Principal component analysis (PCA)

PCA was used to classify GBM patients into subgroups and to estimate patient prognosis in a simple form, such as a linear combination of expression values of target genes and estimates of T-cell status, as previously described [31,32]. PCA was performed using normalized values of fragments per kilobase of exon per million mapped sequence reads (FPKM) of target genes using a multivariate analysis tool for PCA using built-in modules in JMP (SAS Institute Inc., Tokyo, Japan).

Kaplan-Meier analysis

The Kaplan-Meier method was used to estimate survival distributions for each group with log-rank test among subgroups using JMP built-in modules (SAS Institute Inc., Tokyo, Japan). Hazard ratios (HR) and 95% confidence intervals (CI) were calculated based on a logistic regression model with respect to clinical variables that were assessed via multivariate analysis with stepwise selection to compare groups. Overall survival (OS) was defined as the date of diagnosis of GBM to the date of death or last follow-up.
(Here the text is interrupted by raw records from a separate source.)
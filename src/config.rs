// ABOUTME: Daemon configuration parsing: bus selection, logging, poll periods and the static device list
// ABOUTME: Reads a TOML file where every field is optional; a missing file means all defaults

use crate::daemon::PollIntervals;
use anyhow::{Context, Result};
use serde::Deserialize;
use std::path::{Path, PathBuf};
use std::time::Duration;

pub const DEFAULT_CONFIG_PATH: &str = "/etc/modemd/modemd.toml";

/// Environment variable overriding the configuration path.
pub const CONFIG_ENV: &str = "MODEMD_CONFIG";

#[derive(Debug, Default, Clone, Copy, PartialEq, Eq, Deserialize)]
#[serde(rename_all = "kebab-case")]
pub enum BusKind {
    #[default]
    System,
    Session,
}

#[derive(Debug, Clone, PartialEq, Eq, Deserialize)]
#[serde(default)]
pub struct DaemonConfig {
    pub bus: BusKind,
    /// Fallback filter when `RUST_LOG` is not set
    pub log_level: String,
    pub rssi_interval_secs: u64,
    pub registration_interval_secs: u64,
}

impl Default for DaemonConfig {
    fn default() -> Self {
        let intervals = PollIntervals::default();
        Self {
            bus: BusKind::default(),
            log_level: "info".to_string(),
            rssi_interval_secs: intervals.rssi.as_secs(),
            registration_interval_secs: intervals.registration.as_secs(),
        }
    }
}

impl DaemonConfig {
    pub fn poll_intervals(&self) -> PollIntervals {
        PollIntervals::default()
            .with_rssi(Duration::from_secs(self.rssi_interval_secs))
            .with_registration(Duration::from_secs(self.registration_interval_secs))
    }
}

/// A modem announced to the daemon, as a hotplug layer would.
#[derive(Debug, Default, Clone, PartialEq, Eq, Deserialize)]
#[serde(default)]
pub struct DeviceConfig {
    /// Stable identifier, usually the sysfs path
    pub udi: String,
    pub vendor_id: u16,
    pub product_id: u16,
    /// Candidate serial ports in enumeration order
    pub ports: Vec<PathBuf>,
    /// Force a plugin by name instead of looking it up by ids
    pub plugin: Option<String>,
}

#[derive(Debug, Default, Clone, PartialEq, Eq, Deserialize)]
#[serde(default)]
pub struct Config {
    pub daemon: DaemonConfig,
    #[serde(rename = "device")]
    pub devices: Vec<DeviceConfig>,
}

impl Config {
    pub fn parse(toml_str: &str) -> Result<Config> {
        toml::from_str(toml_str).context("failed to parse modemd config")
    }

    /// Load `path`. A file that does not exist yields the defaults.
    pub fn load(path: &Path) -> Result<Config> {
        if !path.exists() {
            return Ok(Config::default());
        }
        let content = std::fs::read_to_string(path)
            .with_context(|| format!("failed to read {}", path.display()))?;
        Config::parse(&content).with_context(|| format!("failed to parse {}", path.display()))
    }
}

/// Configuration path: the first argument, else `MODEMD_CONFIG`, else the
/// default location.
pub fn config_path(arg: Option<String>, env: Option<String>) -> PathBuf {
    arg.or(env)
        .map(PathBuf::from)
        .unwrap_or_else(|| PathBuf::from(DEFAULT_CONFIG_PATH))
}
Clustering analysis and gene ontology (GO) analysis

Clustering was performed using a hierarchical clustering method using JMP built-in modules (SAS Institute Inc., Tokyo, Japan). Functional GO annotation was performed using GOstat [33] and The Database for Annotation, Visualization and Integrated Discovery (DAVID) v6.8 [34].

Statistics

Statistical analyses were performed using R software [35], Bioconductor [36], and JMP v10 (SAS Institute Inc., Tokyo, Japan). Statistical significance was assessed using a log-rank test, two-sample t-test, chi-square (χ2) test, one-way analysis of variance (ANOVA), and Wilcoxon/Kruskal-Wallis test as appropriate. P* < 0.05 was considered statistically significant.

Author contributions

YT, AK, and RY designed the experiments. YT, AK, TK, and AH performed the experiments. YT, AK, and RY analyzed data. YT and RY wrote the manuscript.

CONFLICTS OF INTEREST

The authors have declared that no conflict of interest exists.

FUNDING

This work was supported in part by JSPS KAKENHI grant number 16H05441 to R.Y.